Una catástrofe mundial como la pandemia, a la que en nuestro caso se suma la desastrosa declaración unilateral de independencia por parte de Puigdemont, que encima pretende telegobernar, hubiera precisado una respuesta de consenso, un llamamiento efectivo y no ritual a la unidad. En definitiva, un gabinete de salvación que no excluyera a ningún grupo comprometido realmente con el interés común antes que con sus fantasmas ideológicos e identitarios. Pero el devenir hacia la democracia iliberal en el que estamos inmersos, la catadura moral de los facciosos, la predilección del relato sobre el proyecto, y el clientelismo a todos los niveles y en todas las instituciones, incluida la judicial, ha logrado que ya no oigamos de nuestros políticos debates sino insultos, mentiras y algún ladrido, en lo que compiten con tertulianos de toda laya, más obsequiosos a veces con las consignas partidarias que los propios militantes.

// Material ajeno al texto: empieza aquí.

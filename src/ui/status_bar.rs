// ui/status_bar.rs - Status and diagnostic line text

use crate::editor::Editor;

/// `"<MODE>: <source> lines: <rows> <help>"`
pub fn status_text(editor: &Editor) -> String {
    format!(
        "{}: {} lines: {} {}",
        editor.mode.label(),
        editor.source().display(),
        editor.buffer.row_count(),
        editor.mode.help()
    )
}

/// Cursor position and raw rows, for debugging.
pub fn debug_text(editor: &Editor) -> String {
    let (col, row) = match editor.cursor {
        Some(cursor) => (cursor.col.to_string(), cursor.row.to_string()),
        None => ("-".to_string(), "-".to_string()),
    };
    format!(
        "current col: {} current row: {} {:?}",
        col,
        row,
        editor.buffer.serialize()
    )
}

Como digo este es un mal no exclusivo ni prioritariamente español. La ensoñación de la democracia directa amenaza con quebrar el régimen representativo y nos encamina aceleradamente hacia el populismo. De este al caudillismo posmoderno no media más que un paso. Viviremos todavía años en medio de semejante caos que no es fortuito: existen culpables a quienes exigir reparación. Mientras tanto, el dilema que hoy preocupa a la gente no es ni comunismo o libertad ni fascismo o sí se puede, sino Pfizer o AstraZeneca. De modo que hay quien se interroga si los partidos no son en realidad un mal necesario de cuya gestión apenas puede esperarse beneficio alguno, aunque ya se sabe que todo es empeorable. De momento no son capaces de dar una respuesta coherente y racional al mayor estrago histórico que hemos padecido desde hace ochenta años. Pero el caso es que no puede haber democracia, ni representativa ni directa, sin la existencia de unos partidos políticos respetados por la ciudadanía, capaces de infundir confianza en vez del desasosiego que continuamente generan. Políticos, politicastros y politiquitos del momento deberían preguntarse por qué este no es nuestro caso según todas las encuestas. Y poner remedio.